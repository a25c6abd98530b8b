use std::borrow::Cow;

use indexmap::IndexMap;

use crate::extract::Extras;
use crate::registry::{PrefixScheme, Registry};

/// Namespace under which contextual property IRIs are minted.
pub const CONTEXTUAL_NAMESPACE: &str = "http://www.w3.org/ns/md";

/// The base used to expand property names of an item, and the registry
/// prefix (if any) whose per-property rules apply.
#[derive(Clone, Debug, PartialEq, Eq)]
pub struct VocabBase<'r> {
    pub base: String,
    pub prefix: Option<&'r str>,
}

/// Resolves the vocabulary of an item from its first type.
///
/// With [`Extras::PROPERTY_URI`] the first registry prefix the type starts
/// with is used (and counted in `usage`); otherwise, or when nothing
/// matches, the type IRI is cut after its last `#` or `/`.
pub(crate) fn find_vocab_base<'r>(
    registry: &'r Registry,
    extras: Extras,
    type_uri: &str,
    usage: &mut IndexMap<String, usize>,
) -> VocabBase<'r> {
    if extras.contains(Extras::PROPERTY_URI) {
        if let Some((prefix, vocabulary)) = registry.match_prefix(type_uri) {
            *usage.entry(prefix.to_string()).or_default() += 1;

            let base = match vocabulary.scheme() {
                PrefixScheme::Contextual => format!(
                    "{CONTEXTUAL_NAMESPACE}?type={}&prop=",
                    frag_escape(type_uri)
                ),
                PrefixScheme::VocabularyNeedsHash => format!("{prefix}#"),
                PrefixScheme::Vocabulary => prefix.to_string(),
            };

            tracing::trace!(type_uri, prefix, base = %base, "vocabulary from registry");
            return VocabBase {
                base,
                prefix: Some(prefix),
            };
        }
    }

    let (namespace, _) = split_iri(type_uri);
    tracing::trace!(type_uri, base = namespace, "vocabulary from type IRI");
    VocabBase {
        base: namespace.to_string(),
        prefix: None,
    }
}

/// Splits an IRI into namespace and local name after the last `#` or `/`,
/// or failing that the last `:`.
pub fn split_iri(iri: &str) -> (&str, &str) {
    let at = iri.rfind(['#', '/']).or_else(|| iri.rfind(':'));
    match at {
        Some(at) => iri.split_at(at + 1),
        None => (iri, ""),
    }
}

/// Percent-encodes the characters HTML's "fragment-escape" covers:
/// `" # % < > [ \ ] ^ { | }`.
pub fn frag_escape(uri: &str) -> Cow<'_, str> {
    const ESCAPED: [char; 12] = ['"', '#', '%', '<', '>', '[', '\\', ']', '^', '{', '|', '}'];

    if !uri.contains(ESCAPED) {
        return Cow::Borrowed(uri);
    }

    let mut escaped = String::with_capacity(uri.len() + 8);
    for c in uri.chars() {
        if ESCAPED.contains(&c) {
            escaped.push_str(&format!("%{:02X}", c as u32));
        } else {
            escaped.push(c);
        }
    }
    Cow::Owned(escaped)
}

============

Print every line of the material above exactly.

[Expected answer]
repository a25c6abd98530b8b
use std::borrow::Cow;

use indexmap::IndexMap;

use crate::extract::Extras;
use crate::registry::{PrefixScheme, Registry};

/// Namespace under which contextual property IRIs are minted.
pub const CONTEXTUAL_NAMESPACE: &str = "http://www.w3.org/ns/md";

/// The base used to expand property names of an item, and the registry
/// prefix (if any) whose per-property rules apply.
#[derive(Clone, Debug, PartialEq, Eq)]
pub struct VocabBase<'r> {
    pub base: String,
    pub prefix: Option<&'r str>,
}

/// Resolves the vocabulary of an item from its first type.
///
/// With [`Extras::PROPERTY_URI`] the first registry prefix the type starts
/// with is used (and counted in `usage`); otherwise, or when nothing
/// matches, the type IRI is cut after its last `#` or `/`.
pub(crate) fn find_vocab_base<'r>(
    registry: &'r Registry,
    extras: Extras,
    type_uri: &str,
    usage: &mut IndexMap<String, usize>,
) -> VocabBase<'r> {
    if extras.contains(Extras::PROPERTY_URI) {
        if let Some((prefix, vocabulary)) = registry.match_prefix(type_uri) {
            *usage.entry(prefix.to_string()).or_default() += 1;

            let base = match vocabulary.scheme() {
                PrefixScheme::Contextual => format!(
                    "{CONTEXTUAL_NAMESPACE}?type={}&prop=",
                    frag_escape(type_uri)
                ),
                PrefixScheme::VocabularyNeedsHash => format!("{prefix}#"),
                PrefixScheme::Vocabulary => prefix.to_string(),
            };

            tracing::trace!(type_uri, prefix, base = %base, "vocabulary from registry");
            return VocabBase {
                base,
                prefix: Some(prefix),
            };
        }
    }

    let (namespace, _) = split_iri(type_uri);
    tracing::trace!(type_uri, base = namespace, "vocabulary from type IRI");
    VocabBase {
        base: namespace.to_string(),
        prefix: None,
    }
}

/// Splits an IRI into namespace and local name after the last `#` or `/`,
/// or failing that the last `:`.
pub fn split_iri(iri: &str) -> (&str, &str) {
    let at = iri.rfind(['#', '/']).or_else(|| iri.rfind(':'));
    match at {
        Some(at) => iri.split_at(at + 1),
        None => (iri, ""),
    }
}

/// Percent-encodes the characters HTML's "fragment-escape" covers:
/// `" # % < > [ \ ] ^ { | }`.
pub fn frag_escape(uri: &str) -> Cow<'_, str> {
    const ESCAPED: [char; 12] = ['"', '#', '%', '<', '>', '[', '\\', ']', '^', '{', '|', '}'];

    if !uri.contains(ESCAPED) {
        return Cow::Borrowed(uri);
    }

    let mut escaped = String::with_capacity(uri.len() + 8);
    for c in uri.chars() {
        if ESCAPED.contains(&c) {
            escaped.push_str(&format!("%{:02X}", c as u32));
        } else {
            escaped.push(c);
        }
    }
    Cow::Owned(escaped)
}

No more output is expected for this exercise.